Subí al edificio y cerré mi despacho. Estaba temblando. Escuchaba los típicos, “güey, estás pálido”, “cómete un pan” y todo eso relativo a los sustos. Durante el camino de regreso a casa, en la radio decía el reportero “amable auditorio, le informo que al cinco para las cinco un helicóptero…”, no mamen, eso fue antes de las cuatro y media. Así es como estamos veraz y oportunamente bien informados.
No sé si fue Arne Aus Denmother fucker (delegado de Miguel Hidalgo) o Rosario Robles o quién demonios, pero el caso es que se autorizó un helipuerto sobre la ridícula altura de un edificio de cinco pisos, exactamente en la misma zona donde abundan oficinas y todavía subsisten algunas casas habitación.
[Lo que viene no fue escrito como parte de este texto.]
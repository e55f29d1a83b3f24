use clap::{Args, Parser, Subcommand};

#[derive(Parser)]
#[command(
    name = "sprig",
    about = "Sprig: a small local version control system",
    version
)]
pub struct Cli {
    #[command(subcommand)]
    pub command: Command,

    /// Log debug output to stderr
    #[arg(short, long, global = true)]
    pub verbose: bool,
}

#[derive(Subcommand)]
pub enum Command {
    /// Create a new repository
    Init(InitArgs),
    /// Stage files for the next commit
    Add(AddArgs),
    /// Unstage files, or stage their removal if tracked
    Rm(RmArgs),
    /// Record the staged changes
    Commit(CommitArgs),
    /// Show first-parent history of the current branch
    Log(LogArgs),
    /// Show branches, staged, removed, modified and untracked files
    Status(StatusArgs),
    /// List, create or delete branches
    Branch(BranchArgs),
    /// Switch to another branch
    Checkout(CheckoutArgs),
    /// Restore a file from a commit into the working tree
    Restore(RestoreArgs),
    /// Merge a branch into the current branch
    Merge(MergeArgs),
}

#[derive(Args)]
pub struct InitArgs {
    pub path: Option<String>,
}

#[derive(Args)]
pub struct AddArgs {
    #[arg(required = true)]
    pub paths: Vec<String>,
}

#[derive(Args)]
pub struct RmArgs {
    #[arg(required = true)]
    pub paths: Vec<String>,
}

#[derive(Args)]
pub struct CommitArgs {
    #[arg(short, long)]
    pub message: String,
}

#[derive(Args)]
pub struct LogArgs {
    #[arg(short = 'n', long)]
    pub limit: Option<usize>,
    #[arg(long)]
    pub oneline: bool,
}

#[derive(Args)]
pub struct StatusArgs {}

#[derive(Args)]
pub struct BranchArgs {
    pub name: Option<String>,
    #[arg(short = 'd', long, requires = "name")]
    pub delete: bool,
}

#[derive(Args)]
pub struct CheckoutArgs {
    pub branch: String,
}

#[derive(Args)]
pub struct RestoreArgs {
    pub file: String,
    /// Commit id or unique prefix to restore from; defaults to the head commit
    #[arg(short, long)]
    pub source: Option<String>,
}

#[derive(Args)]
pub struct MergeArgs {
    pub branch: String,
}
//! Filesystem-backed object store.
//!
//! Each object lives in its own file named by the full hex id:
//!
//! ```text
//! <root>/<hex id>    bincode-encoded StoredObject
//! ```
//!
//! Writes go through a temp file in the same directory followed by a rename,
//! so a reader never observes a half-written object.

use std::fs;
use std::io::{self, Write};
use std::path::PathBuf;

use sprig_types::ObjectId;
use tracing::debug;

use crate::error::{StoreError, StoreResult};
use crate::object::StoredObject;
use crate::traits::ObjectStore;

#[derive(Debug, Clone)]
pub struct FsObjectStore {
    root: PathBuf,
}

impl FsObjectStore {
    /// Open the store rooted at `root`, creating the directory if needed.
    pub fn open(root: impl Into<PathBuf>) -> StoreResult<Self> {
        let root = root.into();
        fs::create_dir_all(&root)?;
        Ok(Self { root })
    }

    fn object_path(&self, id: &ObjectId) -> PathBuf {
        self.root.join(id.to_hex())
    }
}

impl ObjectStore for FsObjectStore {
    fn read(&self, id: &ObjectId) -> StoreResult<Option<StoredObject>> {
        let bytes = match fs::read(self.object_path(id)) {
            Ok(bytes) => bytes,
            Err(e) if e.kind() == io::ErrorKind::NotFound => return Ok(None),
            Err(e) => return Err(e.into()),
        };
        let object: StoredObject =
            bincode::deserialize(&bytes).map_err(|e| StoreError::Serialization(e.to_string()))?;

        let computed = object.compute_id();
        if computed != *id {
            return Err(StoreError::HashMismatch { id: *id, computed });
        }
        Ok(Some(object))
    }

    fn write(&self, object: &StoredObject) -> StoreResult<ObjectId> {
        let id = object.compute_id();
        let path = self.object_path(&id);
        if path.exists() {
            return Ok(id);
        }

        let bytes =
            bincode::serialize(object).map_err(|e| StoreError::Serialization(e.to_string()))?;
        let mut tmp = tempfile::NamedTempFile::new_in(&self.root)?;
        tmp.write_all(&bytes)?;
        tmp.persist(&path).map_err(io::Error::from)?;

        debug!(object = %id.short_hex(), kind = %object.kind, len = bytes.len(), "wrote object");
        Ok(id)
    }

    fn exists(&self, id: &ObjectId) -> StoreResult<bool> {
        Ok(self.object_path(id).is_file())
    }

    fn ids_with_prefix(&self, prefix: &str) -> StoreResult<Vec<ObjectId>> {
        let mut ids = Vec::new();
        for entry in fs::read_dir(&self.root)? {
            let entry = entry?;
            let name = entry.file_name();
            let Some(name) = name.to_str() else {
                continue;
            };
            // Leftover temp files do not parse as ids.
            if let Ok(id) = name.parse::<ObjectId>() {
                if name.starts_with(prefix) {
                    ids.push(id);
                }
            }
        }
        ids.sort();
        Ok(ids)
    }
}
La vanidad por lo visto no es cosa de risa, “¡qué oso, cómo crees que voy a andar en coche!”
Imagino qué habría pasado si el viento hubiese soplado en dirección contraria y el helicóptero en vez de caer sobre cinco o seis coches estacionados, se hubiese desplomado en la terraza del resaurante. Tal vez ninguno de ustedes hubiera podido leer esto.(Hasta aquí el texto de octubre de 2003).